Não é de surpreender que o imperialismo da macroeconomia e, mais do que o efeito dos governos, a grosseria da atmosfera social de consumismo, o embrutecimento de uma TV grotescamente felliniana correspondam à violência homicida e suicida dos marginalizados. Não encontrei praticamente ninguém que não tivesse para contar uma história de horror, de assalto, sequestro, massacres. É como se os contos de “Feliz Ano Novo”, de Rubem Fonseca, tivessem se convertido no “script” banalizado do dia-a-dia. Os lunites empobrecedores da globalização liberal emergem então com nitidez. Se há uma função irredutível do Estado, mesmo para os liberais exaltados, é a de garantir a segurança, origem primeira do pacto social. Ora, a polícia de São Paulo, segundo me contam, mata 600 pessoas por ano. Quantas terá de matar ainda para deter o crime, 6.000, 60 mil? Mas como ter política eficaz de segurança quando há dez anos se destrói o espírito do serviço público e o moral dos seus funcionários?

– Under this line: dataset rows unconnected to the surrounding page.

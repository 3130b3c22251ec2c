use anyhow::Result;
use areawalk::{CoverageBand, Overlap};

use crate::cli::{Cli, DiagnoseArgs};
use super::read_partition;

pub fn run(cli: &Cli, args: &DiagnoseArgs) -> Result<()> {
    let source = read_partition(&args.source, None)?;
    let target = read_partition(&args.target, None)?;

    let overlap = Overlap::build(&source, &target);
    let band = CoverageBand { min: args.min, max: args.max };
    let outliers = overlap.coverage_outliers(band);
    if cli.verbose > 0 {
        eprintln!(
            "[diagnose] {} of {} source regions outside [{}, {}]",
            outliers.len(), source.len(), band.min, band.max,
        );
    }

    let coverage = overlap.source_coverage();
    for &idx in &outliers {
        println!("{}\t{:.3}", idx, coverage[idx]);
    }
    Ok(())
}
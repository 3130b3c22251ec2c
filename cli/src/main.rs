use anyhow::Result;
use clap::Parser;

use areawalk_cli::{Cli, Commands};
use areawalk_cli::commands::{convert, diagnose};

fn main() -> Result<()> {
    let cli = Cli::parse();
    match &cli.command {
        Commands::Convert(args) => convert::run(&cli, args),
        Commands::Diagnose(args) => diagnose::run(&cli, args),
    }
}
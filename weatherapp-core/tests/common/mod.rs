//! Fake collaborators and helpers shared by the integration tests.

#![allow(dead_code)]

use async_trait::async_trait;
use chrono::{DateTime, Duration as ChronoDuration, Utc};
use futures::stream::BoxStream;
use parking_lot::Mutex;
use std::{collections::HashMap, path::PathBuf, sync::Arc, time::Duration};
use tokio::sync::{Notify, watch};
use weatherapp_core::{
    City, FavouriteStore, FavouritesError, Forecast, LocalFavouriteStore, Weather, WeatherError,
    WeatherService,
};

pub const TIMEOUT: Duration = Duration::from_secs(2);

/// How the fake answers one query.
#[derive(Debug, Clone)]
pub enum Reply<T> {
    Ok(T),
    Fail,
    /// Answers `Ok` only after the gate is notified.
    Gated(Arc<Notify>, T),
}

#[derive(Debug, Default)]
pub struct FakeWeatherService {
    current: Mutex<HashMap<String, Reply<Weather>>>,
    forecasts: Mutex<HashMap<String, Reply<Forecast>>>,
    searches: Mutex<HashMap<String, Reply<Vec<City>>>>,
    completed_searches: Mutex<Vec<String>>,
    requested_days: Mutex<Vec<u32>>,
}

impl FakeWeatherService {
    pub fn new() -> Arc<Self> {
        Arc::new(Self::default())
    }

    pub fn set_current(&self, city: &City, reply: Reply<Weather>) {
        self.current.lock().insert(city.api_query(), reply);
    }

    pub fn set_forecast(&self, city: &City, reply: Reply<Forecast>) {
        self.forecasts.lock().insert(city.api_query(), reply);
    }

    pub fn set_search(&self, query: &str, reply: Reply<Vec<City>>) {
        self.searches.lock().insert(query.to_string(), reply);
    }

    pub fn completed_searches(&self) -> Vec<String> {
        self.completed_searches.lock().clone()
    }

    pub fn requested_days(&self) -> Vec<u32> {
        self.requested_days.lock().clone()
    }
}

async fn answer<T>(reply: Option<Reply<T>>, what: &str) -> Result<T, WeatherError> {
    match reply {
        Some(Reply::Ok(value)) => Ok(value),
        Some(Reply::Gated(gate, value)) => {
            gate.notified().await;
            Ok(value)
        }
        Some(Reply::Fail) => Err(WeatherError::Http {
            endpoint: "fake",
            status: 503,
            body: "unavailable".to_string(),
        }),
        None => Err(WeatherError::InvalidRequest(format!("no fake reply for {what}"))),
    }
}

#[async_trait]
impl WeatherService for FakeWeatherService {
    async fn current_weather(&self, query: &str) -> Result<Weather, WeatherError> {
        let reply = self.current.lock().get(query).cloned();
        answer(reply, query).await
    }

    async fn forecast(&self, query: &str, days: u32) -> Result<Forecast, WeatherError> {
        self.requested_days.lock().push(days);
        let reply = self.forecasts.lock().get(query).cloned();
        answer(reply, query).await
    }

    async fn search_cities(&self, query: &str) -> Result<Vec<City>, WeatherError> {
        let reply = self.searches.lock().get(query).cloned();
        let result = answer(reply, query).await;
        self.completed_searches.lock().push(query.to_string());
        result
    }
}

/// Reads like the local store but refuses every write.
#[derive(Debug)]
pub struct ReadOnlyFavourites {
    inner: LocalFavouriteStore,
}

impl ReadOnlyFavourites {
    pub fn new() -> Arc<Self> {
        Arc::new(Self { inner: LocalFavouriteStore::in_memory() })
    }
}

#[async_trait]
impl FavouriteStore for ReadOnlyFavourites {
    fn observe_favourites(&self) -> BoxStream<'static, Vec<City>> {
        self.inner.observe_favourites()
    }

    fn observe_is_favourite(&self, city_id: u32) -> BoxStream<'static, bool> {
        self.inner.observe_is_favourite(city_id)
    }

    async fn add_favourite(&self, _city: &City) -> Result<(), FavouritesError> {
        Err(read_only())
    }

    async fn remove_favourite(&self, _city_id: u32) -> Result<(), FavouritesError> {
        Err(read_only())
    }
}

fn read_only() -> FavouritesError {
    FavouritesError::Io {
        path: PathBuf::from("/read-only/favourites.json"),
        source: std::io::Error::new(std::io::ErrorKind::PermissionDenied, "read-only"),
    }
}

pub fn city(id: u32, name: &str) -> City {
    City::new(id, name, "Testland")
}

pub fn weather(temp: f64) -> Weather {
    Weather {
        temperature_c: temp,
        condition_text: "Sunny".to_string(),
        condition_icon_url: format!("https://cdn.example/128x128/{temp}.png"),
        observed_at: DateTime::from_timestamp(1_737_370_800, 0).unwrap(),
    }
}

pub fn forecast(days: u32) -> Forecast {
    let current = weather(10.0);
    let upcoming = (1..days)
        .map(|day| Weather {
            observed_at: current.observed_at + ChronoDuration::days(day as i64),
            ..weather(10.0 + day as f64)
        })
        .collect();
    Forecast { current, upcoming }
}

/// Waits until `state` satisfies `done`, failing the test after [`TIMEOUT`].
pub async fn wait_until<S>(mut state: watch::Receiver<S>, done: impl FnMut(&S) -> bool) -> S
where
    S: Clone,
{
    let reached = tokio::time::timeout(TIMEOUT, state.wait_for(done))
        .await
        .expect("state was not reached in time")
        .expect("store was disposed");
    S::clone(&reached)
}
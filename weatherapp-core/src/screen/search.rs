//! City search. What selecting a result does depends on why the screen was opened.

use serde::{Deserialize, Serialize};
use std::{convert::Infallible, sync::Arc};
use tokio::sync::watch;
use tracing::{debug, warn};

use crate::{
    favourites::FavouriteStore,
    model::City,
    provider::WeatherService,
    store::{Executor, Reducer, Store, StoreContext, TaskHandle},
};

use super::forward_labels;

/// Fixed when the screen is created.
#[derive(Debug, Clone, Copy, PartialEq, Eq, Hash, Serialize, Deserialize)]
#[serde(rename_all = "snake_case")]
pub enum OpenReason {
    /// Selecting a city opens its forecast.
    RegularSearch,
    /// Selecting a city saves it to favourites and closes the screen.
    AddToFavourite,
}

#[derive(Debug, Clone, PartialEq)]
pub enum Intent {
    ChangeQuery(String),
    Submit,
    SelectCity(City),
    Back,
}

#[derive(Debug, Clone, PartialEq)]
pub struct State {
    pub query: String,
    pub search_state: SearchState,
    /// The last attempt to save a selected city failed.
    pub save_failed: bool,
}

impl Default for State {
    fn default() -> Self {
        Self { query: String::new(), search_state: SearchState::Initial, save_failed: false }
    }
}

#[derive(Debug, Clone, PartialEq)]
pub enum SearchState {
    Initial,
    Loading,
    EmptyResult,
    Error,
    SuccessLoaded(Vec<City>),
}

#[derive(Debug, Clone, PartialEq)]
pub enum Label {
    Back,
    SavedToFavourite,
    OpenForecast(City),
}

pub type SearchStore = Store<Intent, State, Label>;

pub fn create_store(
    open_reason: OpenReason,
    weather: Arc<dyn WeatherService>,
    favourites: Arc<dyn FavouriteStore>,
) -> SearchStore {
    Store::create(
        "SearchStore",
        State::default(),
        (),
        SearchExecutor { open_reason, weather, favourites, search_job: None },
    )
}

#[derive(Debug)]
enum Msg {
    ChangeQuery(String),
    SearchStarted,
    SearchFailed,
    SearchLoaded(Vec<City>),
    SaveStarted,
    SaveFailed,
}

type Ctx = StoreContext<SearchReducer, Label>;

struct SearchExecutor {
    open_reason: OpenReason,
    weather: Arc<dyn WeatherService>,
    favourites: Arc<dyn FavouriteStore>,
    search_job: Option<TaskHandle>,
}

impl SearchExecutor {
    fn submit(&mut self, ctx: &Ctx) {
        // At most one search in flight: a stale result must never land.
        if let Some(job) = self.search_job.take() {
            job.cancel();
        }

        let query = ctx.state().query;
        let weather = Arc::clone(&self.weather);
        debug!(%query, "searching cities");

        self.search_job = Some(ctx.launch(move |ctx| async move {
            ctx.dispatch(Msg::SearchStarted);
            match weather.search_cities(&query).await {
                Ok(cities) => ctx.dispatch(Msg::SearchLoaded(cities)),
                Err(err) => {
                    warn!(%query, error = %err, "city search failed");
                    ctx.dispatch(Msg::SearchFailed);
                }
            }
        }));
    }

    fn select_city(&self, city: City, ctx: &Ctx) {
        match self.open_reason {
            OpenReason::RegularSearch => ctx.publish(Label::OpenForecast(city)),
            OpenReason::AddToFavourite => {
                let favourites = Arc::clone(&self.favourites);
                ctx.launch(move |ctx| async move {
                    ctx.dispatch(Msg::SaveStarted);
                    match favourites.add_favourite(&city).await {
                        Ok(()) => ctx.publish(Label::SavedToFavourite),
                        Err(err) => {
                            warn!(city_id = city.id, error = %err, "failed to save favourite");
                            ctx.dispatch(Msg::SaveFailed);
                        }
                    }
                });
            }
        }
    }
}

impl Executor for SearchExecutor {
    type Intent = Intent;
    type Action = Infallible;
    type Reducer = SearchReducer;
    type Label = Label;

    fn execute_intent(&mut self, intent: Intent, ctx: &Ctx) {
        match intent {
            Intent::ChangeQuery(query) => ctx.dispatch(Msg::ChangeQuery(query)),
            Intent::Submit => self.submit(ctx),
            Intent::SelectCity(city) => self.select_city(city, ctx),
            Intent::Back => ctx.publish(Label::Back),
        }
    }
}

struct SearchReducer;

impl Reducer for SearchReducer {
    type State = State;
    type Msg = Msg;

    fn reduce(state: &State, msg: Msg) -> State {
        match msg {
            Msg::ChangeQuery(query) => State { query, ..state.clone() },
            Msg::SearchStarted => State { search_state: SearchState::Loading, ..state.clone() },
            Msg::SearchFailed => State { search_state: SearchState::Error, ..state.clone() },
            Msg::SearchLoaded(cities) => {
                let search_state = if cities.is_empty() {
                    SearchState::EmptyResult
                } else {
                    SearchState::SuccessLoaded(cities)
                };
                State { search_state, ..state.clone() }
            }
            Msg::SaveStarted => State { save_failed: false, ..state.clone() },
            Msg::SaveFailed => State { save_failed: true, ..state.clone() },
        }
    }
}

pub struct SearchComponent {
    open_reason: OpenReason,
    store: SearchStore,
}

impl SearchComponent {
    pub fn new(
        open_reason: OpenReason,
        store: SearchStore,
        on_label: impl FnMut(Label) + Send + 'static,
    ) -> Self {
        forward_labels(&store, on_label);
        Self { open_reason, store }
    }

    pub fn open_reason(&self) -> OpenReason {
        self.open_reason
    }

    pub fn model(&self) -> watch::Receiver<State> {
        self.store.states()
    }

    pub fn state(&self) -> State {
        self.store.state()
    }

    pub fn change_search_query(&self, query: impl Into<String>) {
        self.store.accept(Intent::ChangeQuery(query.into()));
    }

    pub fn on_click_search(&self) {
        self.store.accept(Intent::Submit);
    }

    pub fn on_click_city(&self, city: City) {
        self.store.accept(Intent::SelectCity(city));
    }

    pub fn on_click_back(&self) {
        self.store.accept(Intent::Back);
    }

    pub fn store(&self) -> &SearchStore {
        &self.store
    }
}

#[cfg(test)]
mod tests {
    use super::*;

    #[test]
    fn empty_result_is_not_success() {
        let state = SearchReducer::reduce(&State::default(), Msg::SearchLoaded(Vec::new()));
        assert_eq!(state.search_state, SearchState::EmptyResult);

        let london = City::new(1, "London", "UK");
        let state = SearchReducer::reduce(&state, Msg::SearchLoaded(vec![london.clone()]));
        assert_eq!(state.search_state, SearchState::SuccessLoaded(vec![london]));
    }

    #[test]
    fn every_search_restarts_at_loading() {
        let state = SearchReducer::reduce(&State::default(), Msg::SearchFailed);
        assert_eq!(state.search_state, SearchState::Error);

        let state = SearchReducer::reduce(&state, Msg::SearchStarted);
        assert_eq!(state.search_state, SearchState::Loading);
    }

    #[test]
    fn query_change_keeps_results() {
        let london = City::new(1, "London", "UK");
        let state = SearchReducer::reduce(&State::default(), Msg::SearchLoaded(vec![london]));
        let changed = SearchReducer::reduce(&state, Msg::ChangeQuery("Par".into()));

        assert_eq!(changed.query, "Par");
        assert_eq!(changed.search_state, state.search_state);
        assert_eq!(state.query, "");
    }

    #[test]
    fn save_failure_is_cleared_by_next_attempt() {
        let failed = SearchReducer::reduce(&State::default(), Msg::SaveFailed);
        assert!(failed.save_failed);
        assert!(!SearchReducer::reduce(&failed, Msg::SaveStarted).save_failed);
    }

    #[test]
    fn open_reason_serializes_as_snake_case() {
        let json = serde_json::to_string(&OpenReason::AddToFavourite).unwrap();
        assert_eq!(json, "\"add_to_favourite\"");
    }
}
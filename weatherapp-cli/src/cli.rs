use anyhow::{Context, Result, anyhow};
use clap::{Parser, Subcommand};
use inquire::{CustomType, Password, PasswordDisplayMode};
use weatherapp_core::{Config, LocalFavouriteStore, provider::service_from_config};

use crate::{app, output};

/// Top-level CLI struct.
#[derive(Debug, Parser)]
#[command(name = "weatherapp", version, about = "Weather for your favourite cities")]
pub struct Cli {
    #[command(subcommand)]
    pub command: Command,
}

#[derive(Debug, Subcommand)]
pub enum Command {
    /// Store the WeatherAPI.com key and forecast length.
    Configure,

    /// Browse favourites, search cities and open forecasts.
    App {
        /// Start from the favourites screen instead of the last session.
        #[arg(long)]
        fresh: bool,
    },

    /// Show current weather and the forecast for a location.
    Show {
        /// City name, postcode or `id:<city id>`.
        query: String,

        /// Forecast length including today; defaults to the configured value.
        #[arg(long)]
        days: Option<u32>,
    },

    /// Search cities by name.
    Search {
        query: String,
    },

    /// List favourite cities.
    Favourites,
}

impl Cli {
    pub async fn run(self) -> Result<()> {
        match self.command {
            Command::Configure => configure().await,
            Command::App { fresh } => app::run(&Config::load()?, fresh).await,
            Command::Show { query, days } => show(&Config::load()?, &query, days).await,
            Command::Search { query } => search(&Config::load()?, &query).await,
            Command::Favourites => favourites(&Config::load()?).await,
        }
    }
}

async fn configure() -> Result<()> {
    let mut config = Config::load()?;

    let api_key = app::prompt(|| {
        Password::new("WeatherAPI.com key:")
            .with_display_mode(PasswordDisplayMode::Masked)
            .without_confirmation()
            .prompt()
    })
    .await?;
    let Some(api_key) = api_key else {
        println!("Configuration cancelled.");
        return Ok(());
    };
    if api_key.trim().is_empty() {
        return Err(anyhow!("API key must not be empty"));
    }
    config.set_api_key(api_key.trim().to_string());

    let current_days = config.forecast_days;
    let days = app::prompt(move || {
        CustomType::<u32>::new("Forecast days (including today):")
            .with_default(current_days)
            .with_validator(|days: &u32| {
                Ok(if *days >= 1 {
                    inquire::validator::Validation::Valid
                } else {
                    inquire::validator::Validation::Invalid("At least one day".into())
                })
            })
            .prompt()
    })
    .await?;
    if let Some(days) = days {
        config.forecast_days = days;
    }

    config.save()?;
    println!("Saved configuration to {}", Config::config_file_path()?.display());
    Ok(())
}

async fn show(config: &Config, query: &str, days: Option<u32>) -> Result<()> {
    let days = days.unwrap_or(config.forecast_days);
    if days == 0 {
        return Err(anyhow!("--days must be at least 1"));
    }

    let service = service_from_config(config)?;
    let forecast = service
        .forecast(query, days)
        .await
        .with_context(|| format!("Failed to fetch the forecast for '{query}'"))?;

    println!("== {query} ==");
    for line in output::forecast_lines(&forecast) {
        println!("{line}");
    }
    Ok(())
}

async fn search(config: &Config, query: &str) -> Result<()> {
    let service = service_from_config(config)?;
    let cities = service
        .search_cities(query)
        .await
        .with_context(|| format!("Failed to search for '{query}'"))?;

    if cities.is_empty() {
        println!("No cities found for '{query}'.");
    }
    for city in &cities {
        println!("{}", output::city_line(city));
    }
    Ok(())
}

async fn favourites(config: &Config) -> Result<()> {
    let path = config.favourites_file_path()?;
    let store = LocalFavouriteStore::open(&path)
        .await
        .with_context(|| format!("Failed to open favourites: {}", path.display()))?;

    let cities = store.snapshot();
    if cities.is_empty() {
        println!("No favourite cities yet.");
    }
    for city in &cities {
        println!("{}", output::city_line(city));
    }
    Ok(())
}

#[cfg(test)]
mod tests {
    use super::*;

    #[test]
    fn parses_show_with_days() {
        let cli = Cli::try_parse_from(["weatherapp", "show", "Oslo", "--days", "3"]).unwrap();
        match cli.command {
            Command::Show { query, days } => {
                assert_eq!(query, "Oslo");
                assert_eq!(days, Some(3));
            }
            other => panic!("unexpected command: {other:?}"),
        }
    }

    #[test]
    fn parses_fresh_app_session() {
        let cli = Cli::try_parse_from(["weatherapp", "app", "--fresh"]).unwrap();
        assert!(matches!(cli.command, Command::App { fresh: true }));
    }
}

Não obstante, o outro Brasil continua a dar mostras crescentes de vitalidade, não só no setor produtivo, mas no voluntariado que se multiplica e em iniciativas culturais de qualidade indiscutível, como o renascimento da Orquestra Sinfônica de São Paulo, sob a regência de Johnny Neschling, na antiga estação ferroviária da Sorocabana restaurada. Nada, nesse sentido, impressionou-me tanto como a Mostra do Redescobrimento, incomparável pela envergadura, a riqueza e o arrojo. Ao menos as exposições do gênero que conheci, as do Bicentenário da Independência dos EUA ou a do meio século da Descoberta da América, não chegam perto. Da insuspeitada beleza das peças arqueológicas à antecipação dos caminhos da arte contemporânea, na obra pioneira de Hélio Oiticica e Lygia Clark, a invenção do Brasil se encontra ali por inteiro. É o verdadeiro “Museu de Tudo”, de João Cabral. Mais que museu, todavia, é festa, exaltação, celebração do espírito e da “mão do povo brasileiro”, título da inesquecível exposição de Lina Bo Bardi. Justifica-se por isso a cenografia, criticável, talvez, em um outro aspecto, mas no essencial ajustada, ao que terminou por ser a autêntica celebração dos 500 anos, após o lamentável fiasco da quermesse oficial. Pois ela tem de sobra o que tanta falta fez à outra, reflexão crítica, alegria, a emoção que nasce do Brasil “negro de corpo e alma”, índio até a raiz, mestiço no vigor e na variedade da arte popular.

Quando se poderá ver de novo juntas a negra beleza pura das esculturas de Aguinaldo, a aspereza dramática de “Memória do Cangaço”, de Paulo Gil Soares, a recriação do mundo como oferta a Deus nos intrincados bordados do marinheiro Antonio Bispo do Rosário, que chamamos de louco, embora a ordem de sua visão interior nos recorde de que “louco é aquele que tudo perdeu, exceto a razão”, no paradoxo de Chesterton? Enfim, não é só a vida que é breve para uma arte longa; as colunas de jornal também. Terminemos, assim, sugerindo, à maneira de Antonio Candido, que o projeto de que o país precisa deve buscar inspiração naquele resumido no Ibirapuera, a história do povo brasileiro no seu desejo de criar arte, de ter uma cultura própria, de imprimir ao seu mundo, à sua pobre vida, um sentido que só ele pode dar, com seus valores de justiça e ternura, humor e malícia, graça e beleza.

Artigo publicado na Folha de S. Paulo em 02/07/2000.